Have you ever tried doing a skillet cookie, she asked.

Well no, actually I hadn’t, and was kicking myself that I didn’t think of it sooner. It seems almost a logical conclusion to reach, from skillet cakes to cookies. I suspect skillet cookies are the ultimate lazy but impressive dinner party dessert, brought to the table in all it’s piping hot glory, and served straight from the pan.

Try baking your favourite chocolate chip cookie recipe in a skillet by pressing the cookie dough into the skillet and baking for about 30 minutes or until just set. A standard chocolate chip recipe yielding roughly 24 cookies should be sufficient for a large 9 inch skillet. Or try my recipe below, which is based on Matt Lewis and Renato Poliafito’s Black Forest Chocolate Cookie recipe as appears in Baked.

This skillet version of their cookie is best described as an amplified version of a brownie. A brownie cookie on ‘roids, if you will, with a crackingly good crust (my favourite part of any brownie) and slightly oozy interior (especially if you dig in while it’s still warm). Serve with vanilla ice-cream if you have no hips to speak of and would like some.

Black Forest Skillet Cookie :

220g dark chocolate (70% cocoa)
75g unsalted butter
85g brown sugar
120g caster sugar
3 eggs
1 teaspoon vanilla extract
55g plain flour
1/2 teaspoon baking powder
1/2 teaspoon sea salt
80g dark chocolate chips (60% – 70% cocoa)
80g milk chocolate chips
80g dried sour cherries (or dried cherries/cranberries)

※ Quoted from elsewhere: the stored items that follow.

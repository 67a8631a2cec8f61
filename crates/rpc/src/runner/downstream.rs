//! A request, a callee stream.

use std::sync::Arc;
use std::time::Duration;

use tracing::debug;

use crate::call::{CallContext, DownstreamHandler, PayloadStream};
use crate::fault::RpcError;
use crate::node::core::{CallChannels, NodeCore};
use crate::protocol::{DownstreamEvent, ResponsePayload};
use crate::runner::stream::{PushOutcome, pull_stream, push_stream, start_timeout_fault};
use crate::runner::{Outbox, guarded, open};
use crate::serialization::SerializedPayload;

/// Caller half: open the call and, once `Opened`, return a stream that
/// pulls one element per poll.
pub(crate) async fn call(
    core: Arc<NodeCore>,
    context: CallContext,
    payload: SerializedPayload,
) -> Result<PayloadStream, RpcError> {
    let mut call = open(core, context, payload).await?;
    call.opened().await?;

    // From here the stream's own Close takes over from Cancel.
    call.guard.finish();
    Ok(pull_stream(
        call.outbox,
        call.channels.data,
        call.channels.demand,
        call.context,
        call.guard,
    ))
}

/// Callee half: reply `Opened`, then produce the handler's stream on
/// demand.
pub(crate) async fn serve(
    handler: DownstreamHandler,
    outbox: &Outbox,
    context: CallContext,
    payload: SerializedPayload,
    channels: CallChannels,
    start_timeout: Option<Duration>,
) {
    if outbox.downstream(DownstreamEvent::Opened).await.is_err() {
        return;
    }

    let source = match guarded(handler(context.clone(), payload)).await {
        Ok(source) => source,
        Err(error) => {
            let response = ResponsePayload::Error(context.fault_envelope(&error));
            outbox.conclude(DownstreamEvent::Response(response)).await;
            return;
        }
    };

    produce(outbox, &channels, source, &context, start_timeout).await;
}

/// Produce `source` for the caller and report a stalled consumer.
pub(crate) async fn produce(
    outbox: &Outbox,
    channels: &CallChannels,
    source: PayloadStream,
    context: &CallContext,
    start_timeout: Option<Duration>,
) {
    let outcome = push_stream(outbox, &channels.flow, source, context, start_timeout).await;
    debug!("Stream of call {} ended: {outcome:?}", outbox.reference());

    if outcome == PushOutcome::TimedOut {
        if let Some(limit) = start_timeout {
            let fault = start_timeout_fault(limit);
            let envelope = context.fault_envelope(&fault);
            outbox.conclude(DownstreamEvent::Error(envelope)).await;
        }
    }
}
//! Per-connection node extensions.
//!
//! A [`NodeExtensionFactory`] is configured on the [`NodeBuilder`]; once the
//! handshake completes it is bound against an [`ExtensionContract`] and the
//! resulting [`NodeExtension`] contributes services, interceptors and
//! faults, then runs for as long as the node is active.
//!
//! [`NodeBuilder`]: crate::node::NodeBuilder

pub mod logging;

use std::any::Any;
use std::fmt;
use std::sync::Arc;

use async_trait::async_trait;
use serde::{Deserialize, Serialize};
use tokio_util::sync::CancellationToken;

use crate::error::Result;
use crate::fault::ErrorRegistry;
use crate::interceptor::Interceptor;
use crate::node::{NodeRole, RpcTransport};
use crate::serialization::SerializationFormat;
use crate::service::ServiceDescription;

pub use logging::{CallLogging, CallLoggingExtension};

/// Stable name of an extension, as advertised in the handshake.
#[derive(Debug, Clone, PartialEq, Eq, Hash, PartialOrd, Ord, Serialize, Deserialize)]
#[serde(transparent)]
pub struct ExtensionIdentifier(String);

impl ExtensionIdentifier {
    /// Create an identifier.
    pub fn new(identifier: impl Into<String>) -> Self {
        Self(identifier.into())
    }

    /// The identifier as a string.
    #[must_use]
    pub fn as_str(&self) -> &str {
        &self.0
    }
}

impl fmt::Display for ExtensionIdentifier {
    fn fmt(&self, f: &mut fmt::Formatter<'_>) -> fmt::Result {
        f.write_str(&self.0)
    }
}

/// What an extension learns about the connection it binds to.
#[derive(Clone)]
pub struct ExtensionContract {
    transport: RpcTransport,
    role: NodeRole,
    protocol_version: u32,
    frame_format: SerializationFormat,
    payload_format: SerializationFormat,
    peer_extensions: Vec<ExtensionIdentifier>,
}

impl ExtensionContract {
    pub(crate) const fn new(
        transport: RpcTransport,
        role: NodeRole,
        protocol_version: u32,
        frame_format: SerializationFormat,
        payload_format: SerializationFormat,
        peer_extensions: Vec<ExtensionIdentifier>,
    ) -> Self {
        Self {
            transport,
            role,
            protocol_version,
            frame_format,
            payload_format,
            peer_extensions,
        }
    }

    /// Handle for calls to the peer.
    #[must_use]
    pub const fn transport(&self) -> &RpcTransport {
        &self.transport
    }

    /// Whether this node connected or accepted.
    #[must_use]
    pub const fn role(&self) -> NodeRole {
        self.role
    }

    /// Negotiated protocol version.
    #[must_use]
    pub const fn protocol_version(&self) -> u32 {
        self.protocol_version
    }

    /// Negotiated frame format.
    #[must_use]
    pub const fn frame_format(&self) -> SerializationFormat {
        self.frame_format
    }

    /// Format this node encodes payloads in.
    #[must_use]
    pub const fn payload_format(&self) -> SerializationFormat {
        self.payload_format
    }

    /// Extensions the peer advertised.
    #[must_use]
    pub fn peer_extensions(&self) -> &[ExtensionIdentifier] {
        &self.peer_extensions
    }

    /// Whether the peer advertised `identifier`.
    #[must_use]
    pub fn peer_has(&self, identifier: &ExtensionIdentifier) -> bool {
        self.peer_extensions.contains(identifier)
    }
}

impl fmt::Debug for ExtensionContract {
    fn fmt(&self, f: &mut fmt::Formatter<'_>) -> fmt::Result {
        f.debug_struct("ExtensionContract")
            .field("role", &self.role)
            .field("protocol_version", &self.protocol_version)
            .field("frame_format", &self.frame_format)
            .field("payload_format", &self.payload_format)
            .field("peer_extensions", &self.peer_extensions)
            .finish_non_exhaustive()
    }
}

/// Creates one extension instance per connection.
pub trait NodeExtensionFactory: Send + Sync + 'static {
    /// Identifier advertised in the handshake.
    fn identifier(&self) -> ExtensionIdentifier;

    /// Whether the handshake fails when the peer lacks this extension.
    fn required_on_peer(&self) -> bool {
        false
    }

    /// Bind to a freshly negotiated connection.
    ///
    /// # Errors
    ///
    /// A failure aborts node startup.
    fn bind(&self, contract: ExtensionContract) -> Result<BoundExtension>;
}

/// A capability bound to one connection.
#[async_trait]
pub trait NodeExtension: Send + Sync + 'static {
    /// Services served by this extension.
    fn services(&self) -> Vec<ServiceDescription> {
        Vec::new()
    }

    /// Interceptors run around incoming calls, outermost first.
    fn incoming_interceptors(&self) -> Vec<Arc<dyn Interceptor>> {
        Vec::new()
    }

    /// Interceptors run around outgoing calls, outermost first.
    fn outgoing_interceptors(&self) -> Vec<Arc<dyn Interceptor>> {
        Vec::new()
    }

    /// Faults this extension may raise.
    fn register_errors(&self, _errors: &mut ErrorRegistry) {}

    /// Runs while the node is active. Returning an error closes the node.
    async fn run(&self, shutdown: CancellationToken) -> Result<()> {
        shutdown.cancelled().await;
        Ok(())
    }
}

/// A bound extension, keeping its concrete type reachable.
#[derive(Clone)]
pub struct BoundExtension {
    identifier: ExtensionIdentifier,
    extension: Arc<dyn NodeExtension>,
    any: Arc<dyn Any + Send + Sync>,
}

impl BoundExtension {
    /// Wrap a concrete extension.
    pub fn new<T: NodeExtension>(identifier: ExtensionIdentifier, extension: Arc<T>) -> Self {
        Self {
            identifier,
            any: Arc::clone(&extension) as Arc<dyn Any + Send + Sync>,
            extension,
        }
    }

    /// The extension's identifier.
    #[must_use]
    pub const fn identifier(&self) -> &ExtensionIdentifier {
        &self.identifier
    }

    /// The extension behind its trait.
    #[must_use]
    pub fn extension(&self) -> &Arc<dyn NodeExtension> {
        &self.extension
    }

    /// The extension as `T`, if it is one.
    #[must_use]
    pub fn downcast<T: NodeExtension>(&self) -> Option<Arc<T>> {
        Arc::clone(&self.any).downcast::<T>().ok()
    }
}

impl fmt::Debug for BoundExtension {
    fn fmt(&self, f: &mut fmt::Formatter<'_>) -> fmt::Result {
        f.debug_struct("BoundExtension")
            .field("identifier", &self.identifier)
            .finish_non_exhaustive()
    }
}
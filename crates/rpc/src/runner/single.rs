//! One request, one response.

use std::sync::Arc;

use crate::call::{CallContext, SingleHandler};
use crate::fault::RpcError;
use crate::node::core::NodeCore;
use crate::protocol::{DownstreamEvent, ResponsePayload};
use crate::runner::{Outbox, guarded, open};
use crate::serialization::SerializedPayload;

/// Caller half: send `Open`, await the `Response`.
pub(crate) async fn call(
    core: Arc<NodeCore>,
    context: CallContext,
    payload: SerializedPayload,
) -> Result<SerializedPayload, RpcError> {
    let mut call = open(core, context, payload).await?;
    call.response().await
}

/// Callee half: run the handler, reply with its outcome.
pub(crate) async fn serve(
    handler: SingleHandler,
    outbox: &Outbox,
    context: CallContext,
    payload: SerializedPayload,
) {
    let response = match guarded(handler(context.clone(), payload)).await {
        Ok(payload) => ResponsePayload::Success(payload),
        Err(error) => ResponsePayload::Error(context.fault_envelope(&error)),
    };
    outbox.conclude(DownstreamEvent::Response(response)).await;
}
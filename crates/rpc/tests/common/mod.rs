//! Shared harness: two nodes joined by an in-memory connection.

#![allow(dead_code)]

use std::time::Duration;

use serde::{Deserialize, Serialize};
use tether_rpc::{Fault, NodeBuilder, RegisteredFault, RpcNode, StatusCode};
use tether_transport_memory::MemoryConnection;
use thiserror::Error;

pub const TIMEOUT: Duration = Duration::from_secs(5);

pub fn init_tracing() {
    let _ = tracing_subscriber::fmt()
        .with_env_filter(tracing_subscriber::EnvFilter::from_default_env())
        .with_test_writer()
        .try_init();
}

/// Run both handshakes concurrently and return `(client, server)`.
pub async fn connect(client: NodeBuilder, server: NodeBuilder) -> (RpcNode, RpcNode) {
    init_tracing();
    let (client_end, server_end) = MemoryConnection::pair();

    let (client, server) = tokio::time::timeout(TIMEOUT, async {
        tokio::join!(client.connect(client_end), server.accept(server_end))
    })
    .await
    .expect("Timeout during handshake");

    (
        client.expect("Client failed to start"),
        server.expect("Server failed to start"),
    )
}

/// A fault both test nodes declare.
#[derive(Debug, Clone, PartialEq, Eq, Error, Serialize, Deserialize)]
#[error("balance {balance} is below {required}")]
pub struct InsufficientFunds {
    pub balance: u64,
    pub required: u64,
}

impl Fault for InsufficientFunds {
    fn status_code(&self) -> StatusCode {
        StatusCode::CONFLICT
    }
}

impl RegisteredFault for InsufficientFunds {
    const DISCRIMINATOR: &'static str = "bank.InsufficientFunds";
}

Preheat the oven to 175’C. Arrange a rack on the lower third of the oven.

Sift the flour, baking powder and salt together into a bowl and set aside.

Melt the 220g dark chocolate and butter together in a bowl over a bain-marie (or in the microwave). Stir and set aside to cool.

In an electric mixer, whisk the eggs and sugars on high speed until the mixture is pale and thick. Add the vanilla extract and cooled chocolate mixture and beat until just combined.

Fold the flour into the chocolate/egg mixture, then both the chocolate chips and dried cherries.

Scrape the mixture into a 7 1/2 inch skillet (if your skillet is larger or smaller, adjust baking time accordingly) and bake for 30-40 minutes, or until the edges are well browned and the top is set. Transfer to a wire rack to cool. Serve straight from pan.

(With thanks to chocolatesuze for the inspiration.)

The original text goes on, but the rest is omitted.